Oddly enough, that overcooking problem does not extend to the restaurant's pernil, which can be found in moist, garlicky shards on various plates. You can have it in an arepa, or mounded into a large, pork-fat-glistening pile with serviceable black beans and rice. But best of all, if you're lucky and the dish is among the nightly specials, get it on a cachapa—a large, sweet corn pancake, cooked on a griddle until the edges are crisp while the innards stay as moist and fluffy as its American buttermilk cousin. For the special, the cachapa is stuffed with a river of melted white cheese and crowned with a handful of that tasty pernil. If you're a sucker for the one-two punch of sweet and savory, this dish is a very enjoyable way to put yourself into a food coma for several hours.
Guayoyo peddles snacks it calls "tapas." Try not to hold the overused term against the place. Chief among these sharable good things are arepitas: mini, canapé-like arepas mounted with bites of octopus, pork belly, or meatballs. Similarly, fried green plantains (tostones or patacones) are fashioned into small, crisp bowls that cradle beans and cheese or more of that curvaceous chicken salad. Our table quickly bolted down a bowl of tequeños, fingers of mild cheese wrapped in a thin layer of puff pastry and fried, like mozzarella sticks crossed with croissants. Guayoyo serves theirs with a sweet guava sauce, for yet more sweet-savory appeal. The snacks are a popular junk food in Venezuela, named after the chilly city of Los Teques. The story goes that the cheese sticks wrapped in their pastry resemble the children of the area, who are always bundled up.
Main plates at Guayoyo are a mixed bunch, mainly because the two traditional beef dishes—asado negro and that pabellón—are so over-braised. The grilled skirt steak, though, turns out to be a simple, tasty preparation, cooked to a juicy medium-rare, chewy and bloody-mineral the way that cut should be, and topped with a flurry of onions. The crisp, salty yucca fries soak up the beef drippings. Fried chicken is just fine—a generous pile of battered chunks that taste best when dipped in the restaurant's homemade hot sauce.
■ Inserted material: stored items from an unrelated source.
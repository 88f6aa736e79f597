//! Services: request-scoped orchestration on top of the builder and renderer.

pub mod generate;
//! Wall-clock timestamps for API responses and webhook payloads.

use time::format_description::BorrowedFormatItem;
use time::macros::format_description;
use time::{OffsetDateTime, UtcOffset};

/// RFC 3339 UTC with millisecond precision (`2026-01-01T12:00:00.000Z`).
const MILLIS_UTC: &[BorrowedFormatItem<'static>] =
    format_description!("[year]-[month]-[day]T[hour]:[minute]:[second].[subsecond digits:3]Z");

/// Current UTC time as an RFC 3339 string with milliseconds.
#[must_use]
pub fn now_rfc3339() -> String {
    format_rfc3339(OffsetDateTime::now_utc())
}

/// Format a timestamp in UTC, falling back to the Unix epoch.
#[must_use]
pub fn format_rfc3339(at: OffsetDateTime) -> String {
    at.to_offset(UtcOffset::UTC)
        .format(MILLIS_UTC)
        .unwrap_or_else(|_| String::from("1970-01-01T00:00:00.000Z"))
}
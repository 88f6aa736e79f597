//! Webhook: forward generated diagrams to an external workflow endpoint.
//!
//! DESIGN
//! ======
//! The payload carries both diagram descriptions tagged `Manual` /
//! `Automation` with a timestamp each. A missing URL is a configuration
//! error surfaced before any network I/O; any non-success response or
//! transport failure is a transmission error. Nothing is retried here:
//! the caller retries by invoking `send` again.

use serde::{Deserialize, Serialize};

use crate::config::HttpTimeouts;
use crate::diagram::DiagramKind;
use crate::error::ErrorCode;
use crate::http;
use crate::timestamp::now_rfc3339;

// =============================================================================
// ERROR
// =============================================================================

#[derive(Debug, thiserror::Error)]
pub enum WebhookError {
    /// No webhook URL was configured.
    #[error("webhook URL not configured; set WEBHOOK_URL or pass --webhook-url")]
    NotConfigured,

    /// The webhook was unreachable or timed out.
    #[error("webhook request failed: {0}")]
    Request(String),

    /// The webhook returned a non-success HTTP status.
    #[error("webhook returned status {status}")]
    Status { status: u16, body: String },

    /// The underlying HTTP client could not be constructed.
    #[error("HTTP client build failed: {0}")]
    HttpClientBuild(String),
}

impl ErrorCode for WebhookError {
    fn error_code(&self) -> &'static str {
        match self {
            Self::NotConfigured => "E_WEBHOOK_NOT_CONFIGURED",
            Self::Request(_) => "E_WEBHOOK_REQUEST",
            Self::Status { .. } => "E_WEBHOOK_STATUS",
            Self::HttpClientBuild(_) => "E_HTTP_CLIENT_BUILD",
        }
    }

    fn retryable(&self) -> bool {
        matches!(self, Self::Request(_) | Self::Status { .. })
    }
}

// =============================================================================
// PAYLOAD
// =============================================================================

/// One diagram entry in the webhook body.
#[derive(Debug, Clone, PartialEq, Eq, Serialize, Deserialize)]
pub struct DiagramEntry {
    #[serde(rename = "type")]
    pub kind: String,
    pub content: String,
    pub timestamp: String,
}

/// Webhook body: `{ "diagrams": [ ... ] }`.
#[derive(Debug, Clone, PartialEq, Eq, Serialize, Deserialize)]
pub struct WebhookPayload {
    pub diagrams: Vec<DiagramEntry>,
}

impl WebhookPayload {
    /// Package the manual and automation descriptions, stamped now.
    #[must_use]
    pub fn new(manual: &str, automation: &str) -> Self {
        Self {
            diagrams: vec![entry(DiagramKind::Manual, manual), entry(DiagramKind::Automation, automation)],
        }
    }
}

fn entry(kind: DiagramKind, content: &str) -> DiagramEntry {
    DiagramEntry { kind: kind.tag().to_owned(), content: content.to_owned(), timestamp: now_rfc3339() }
}

// =============================================================================
// CLIENT
// =============================================================================

pub struct WebhookClient {
    http: reqwest::Client,
    url: Option<String>,
}

impl WebhookClient {
    /// # Errors
    ///
    /// Returns an error if the HTTP client fails to build.
    pub fn new(url: Option<String>, timeouts: HttpTimeouts) -> Result<Self, WebhookError> {
        let http = http::build_client(timeouts).map_err(|e| WebhookError::HttpClientBuild(e.to_string()))?;
        Ok(Self::with_client(url, http))
    }

    #[must_use]
    pub fn with_client(url: Option<String>, http: reqwest::Client) -> Self {
        let url = url.map(|u| u.trim().to_owned()).filter(|u| !u.is_empty());
        Self { http, url }
    }

    #[must_use]
    pub fn is_configured(&self) -> bool {
        self.url.is_some()
    }

    /// POST the payload as JSON.
    ///
    /// # Errors
    ///
    /// `NotConfigured` without touching the network when no URL is set;
    /// `Request` / `Status` when delivery fails.
    pub async fn send(&self, payload: &WebhookPayload) -> Result<(), WebhookError> {
        let Some(url) = self.url.as_deref() else {
            return Err(WebhookError::NotConfigured);
        };

        let response = self
            .http
            .post(url)
            .json(payload)
            .send()
            .await
            .map_err(|e| WebhookError::Request(http::describe_error(&e)))?;

        let status = response.status();
        if !status.is_success() {
            let body = response.text().await.unwrap_or_default();
            tracing::warn!(status = status.as_u16(), "webhook rejected diagrams");
            return Err(WebhookError::Status { status: status.as_u16(), body });
        }

        tracing::info!(status = status.as_u16(), count = payload.diagrams.len(), "diagrams sent to webhook");
        Ok(())
    }
}

#[cfg(test)]
#[path = "mod_test.rs"]
mod tests;
use super::*;
use crate::state::test_helpers::{FAKE_PNG, FakeRenderer};

#[tokio::test]
async fn generate_pair_renders_both() {
    let renderer = FakeRenderer::default();
    let pair = generate_pair(&renderer, "A\nB", "X").await;

    let (manual, automation) = pair.into_both().unwrap();
    assert_eq!(manual.kind, DiagramKind::Manual);
    assert_eq!(manual.mermaid_code, diagram::mermaid("A\nB"));
    assert_eq!(manual.png, render::png_data_uri(FAKE_PNG));
    assert_eq!(automation.kind, DiagramKind::Automation);
    assert!(automation.mermaid_code.contains("Step1[\"X\"]"));
    assert_eq!(renderer.call_count(), 2);
}

#[tokio::test]
async fn one_failure_leaves_other_intact() {
    let renderer = FakeRenderer::failing_on("broken step");
    let pair = generate_pair(&renderer, "fine step", "broken step").await;

    let manual = pair.manual.as_ref().unwrap();
    assert!(manual.mermaid_code.contains("fine step"));
    let failure = pair.automation.as_ref().unwrap_err();
    assert_eq!(failure.kind, DiagramKind::Automation);
    assert!(matches!(failure.source, RenderError::Status { status: 503 }));
    assert_eq!(renderer.call_count(), 2);
}

#[tokio::test]
async fn into_both_reports_manual_failure_first() {
    let renderer = FakeRenderer::failing_on("bad");
    let err = generate_pair(&renderer, "bad", "bad").await.into_both().unwrap_err();
    assert_eq!(err.kind, DiagramKind::Manual);
    assert!(err.to_string().starts_with("manual diagram:"));
}
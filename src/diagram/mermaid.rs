//! Mermaid `graph TD` serialization for [`FlowDiagram`].

use std::fmt::Write;

use super::{FlowDiagram, Node, NodeShape};

const INDENT: &str = "    ";

/// Serialize a flowchart as Mermaid source.
///
/// Node declarations come first, then a blank line, then edges in path order.
#[must_use]
pub fn to_mermaid(diagram: &FlowDiagram) -> String {
    let mut out = String::from("graph TD\n");

    for node in &diagram.nodes {
        // Writing to a String cannot fail.
        let _ = writeln!(out, "{INDENT}{}", node_decl(node));
        if node.id == super::END_ID {
            out.push('\n');
        }
    }

    for edge in &diagram.edges {
        let _ = writeln!(out, "{INDENT}{} --> {}", edge.from, edge.to);
    }

    out
}

fn node_decl(node: &Node) -> String {
    match node.shape {
        NodeShape::Terminal => format!("{}([{}])", node.id, node.label),
        NodeShape::Process => format!("{}[\"{}\"]", node.id, node.label),
    }
}
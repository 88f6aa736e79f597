//! Wizard: the three-step collect/review flow.
//!
//! DESIGN
//! ======
//! `CollectingManualSteps → CollectingAutomationSteps → ReviewingDiagrams`.
//! Each forward transition is gated on non-blank input for the step being
//! left. Diagrams are built on entering review and dropped on leaving it.
//! `reset` returns to the first step from anywhere and clears all input.
//!
//! The wizard holds no I/O. Rendering and sending are driven by the caller
//! against the generated diagram sources.

use std::fmt;

use crate::diagram::{self, DiagramKind};
use crate::error::ErrorCode;
use crate::webhook::WebhookPayload;

// =============================================================================
// STEPS
// =============================================================================

#[derive(Debug, Clone, Copy, PartialEq, Eq)]
pub enum WizardStep {
    CollectingManualSteps,
    CollectingAutomationSteps,
    ReviewingDiagrams,
}

impl WizardStep {
    pub const ALL: [Self; 3] = [Self::CollectingManualSteps, Self::CollectingAutomationSteps, Self::ReviewingDiagrams];

    /// 1-based position shown in the progress indicator.
    #[must_use]
    pub fn number(self) -> u8 {
        match self {
            Self::CollectingManualSteps => 1,
            Self::CollectingAutomationSteps => 2,
            Self::ReviewingDiagrams => 3,
        }
    }

    #[must_use]
    pub fn label(self) -> &'static str {
        match self {
            Self::CollectingManualSteps => "Manual Process",
            Self::CollectingAutomationSteps => "Automation Ideas",
            Self::ReviewingDiagrams => "Generate",
        }
    }
}

impl fmt::Display for WizardStep {
    fn fmt(&self, f: &mut fmt::Formatter<'_>) -> fmt::Result {
        write!(f, "Step {}: {}", self.number(), self.label())
    }
}

/// Progress of one step relative to the current one.
#[derive(Debug, Clone, Copy, PartialEq, Eq)]
pub enum StepStatus {
    Complete,
    Current,
    Upcoming,
}

// =============================================================================
// ERROR
// =============================================================================

#[derive(Debug, Clone, PartialEq, Eq, thiserror::Error)]
pub enum WizardError {
    #[error("Please enter manual process steps")]
    EmptyManualSteps,

    #[error("Please enter automation steps")]
    EmptyAutomationSteps,

    #[error("cannot {action} during {step}")]
    InvalidTransition { action: &'static str, step: WizardStep },
}

impl ErrorCode for WizardError {
    fn error_code(&self) -> &'static str {
        match self {
            Self::EmptyManualSteps | Self::EmptyAutomationSteps => "E_VALIDATION",
            Self::InvalidTransition { .. } => "E_INVALID_TRANSITION",
        }
    }
}

// =============================================================================
// WIZARD
// =============================================================================

/// Mermaid sources generated on entering review.
#[derive(Debug, Clone, PartialEq, Eq)]
pub struct GeneratedDiagrams {
    pub manual: String,
    pub automation: String,
}

impl GeneratedDiagrams {
    #[must_use]
    pub fn get(&self, kind: DiagramKind) -> &str {
        match kind {
            DiagramKind::Manual => &self.manual,
            DiagramKind::Automation => &self.automation,
        }
    }
}

#[derive(Debug, Clone)]
pub struct Wizard {
    step: WizardStep,
    manual_steps: String,
    automation_steps: String,
    diagrams: Option<GeneratedDiagrams>,
}

impl Default for Wizard {
    fn default() -> Self {
        Self::new()
    }
}

impl Wizard {
    #[must_use]
    pub fn new() -> Self {
        Self {
            step: WizardStep::CollectingManualSteps,
            manual_steps: String::new(),
            automation_steps: String::new(),
            diagrams: None,
        }
    }

    #[must_use]
    pub fn step(&self) -> WizardStep {
        self.step
    }

    #[must_use]
    pub fn manual_steps(&self) -> &str {
        &self.manual_steps
    }

    #[must_use]
    pub fn automation_steps(&self) -> &str {
        &self.automation_steps
    }

    #[must_use]
    pub fn diagrams(&self) -> Option<&GeneratedDiagrams> {
        self.diagrams.as_ref()
    }

    /// Replace the manual step text. Only allowed while collecting it.
    ///
    /// # Errors
    ///
    /// `InvalidTransition` outside `CollectingManualSteps`.
    pub fn set_manual_steps(&mut self, text: impl Into<String>) -> Result<(), WizardError> {
        self.require(WizardStep::CollectingManualSteps, "edit manual steps")?;
        self.manual_steps = text.into();
        Ok(())
    }

    /// Replace the automation step text. Only allowed while collecting it.
    ///
    /// # Errors
    ///
    /// `InvalidTransition` outside `CollectingAutomationSteps`.
    pub fn set_automation_steps(&mut self, text: impl Into<String>) -> Result<(), WizardError> {
        self.require(WizardStep::CollectingAutomationSteps, "edit automation steps")?;
        self.automation_steps = text.into();
        Ok(())
    }

    /// Advance one step, validating the input being left behind.
    ///
    /// # Errors
    ///
    /// `EmptyManualSteps` / `EmptyAutomationSteps` when the current input is
    /// blank; `InvalidTransition` from the review step.
    pub fn next(&mut self) -> Result<WizardStep, WizardError> {
        match self.step {
            WizardStep::CollectingManualSteps => {
                if is_blank(&self.manual_steps) {
                    return Err(WizardError::EmptyManualSteps);
                }
                self.step = WizardStep::CollectingAutomationSteps;
            }
            WizardStep::CollectingAutomationSteps => {
                if is_blank(&self.automation_steps) {
                    return Err(WizardError::EmptyAutomationSteps);
                }
                self.diagrams = Some(GeneratedDiagrams {
                    manual: diagram::mermaid(&self.manual_steps),
                    automation: diagram::mermaid(&self.automation_steps),
                });
                self.step = WizardStep::ReviewingDiagrams;
            }
            WizardStep::ReviewingDiagrams => {
                return Err(WizardError::InvalidTransition { action: "advance", step: self.step });
            }
        }
        tracing::debug!(step = %self.step, "wizard advanced");
        Ok(self.step)
    }

    /// Go back one step, keeping entered text.
    ///
    /// # Errors
    ///
    /// `InvalidTransition` from the first step.
    pub fn back(&mut self) -> Result<WizardStep, WizardError> {
        self.step = match self.step {
            WizardStep::CollectingManualSteps => {
                return Err(WizardError::InvalidTransition { action: "go back", step: self.step });
            }
            WizardStep::CollectingAutomationSteps => WizardStep::CollectingManualSteps,
            WizardStep::ReviewingDiagrams => {
                self.diagrams = None;
                WizardStep::CollectingAutomationSteps
            }
        };
        Ok(self.step)
    }

    /// Return to the first step, clearing all input and diagrams.
    pub fn reset(&mut self) {
        *self = Self::new();
    }

    /// Status of every step, in order, for a progress indicator.
    #[must_use]
    pub fn progress(&self) -> [(WizardStep, StepStatus); 3] {
        let current = self.step.number();
        WizardStep::ALL.map(|step| {
            let status = match step.number() {
                n if n < current => StepStatus::Complete,
                n if n == current => StepStatus::Current,
                _ => StepStatus::Upcoming,
            };
            (step, status)
        })
    }

    /// Webhook body for the generated diagrams.
    ///
    /// # Errors
    ///
    /// `InvalidTransition` unless reviewing generated diagrams.
    pub fn webhook_payload(&self) -> Result<WebhookPayload, WizardError> {
        match (&self.step, &self.diagrams) {
            (WizardStep::ReviewingDiagrams, Some(diagrams)) => {
                Ok(WebhookPayload::new(&diagrams.manual, &diagrams.automation))
            }
            _ => Err(WizardError::InvalidTransition { action: "send diagrams", step: self.step }),
        }
    }

    fn require(&self, step: WizardStep, action: &'static str) -> Result<(), WizardError> {
        if self.step == step {
            Ok(())
        } else {
            Err(WizardError::InvalidTransition { action, step: self.step })
        }
    }
}

fn is_blank(text: &str) -> bool {
    text.trim().is_empty()
}

#[cfg(test)]
#[path = "mod_test.rs"]
mod tests;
One night, four of us sat and had an ultra-cheap carafe of the drinkable house red wine (the restaurant pours several affordable South American wines and beers) and debated over the dessert menu. We ended up with dulce de lechoza, a hard-to-find confection of green papaya cooked in syrup until it's chocolate-brown and sticky, served with crumbled goat cheese. It took the sweet-savory theme of the night to an extreme conclusion, one that some liked better than others.
Guayoyo is named after a style of Venezuelan coffee ideal for sipping in the afternoon with a snack, a smooth concoction weakened with a bit of water—our waiter likened it to an Americano. The beverage is like the restaurant itself: mellow and easygoing, unlikely to get you overexcited but offering a dependable pick-me-up.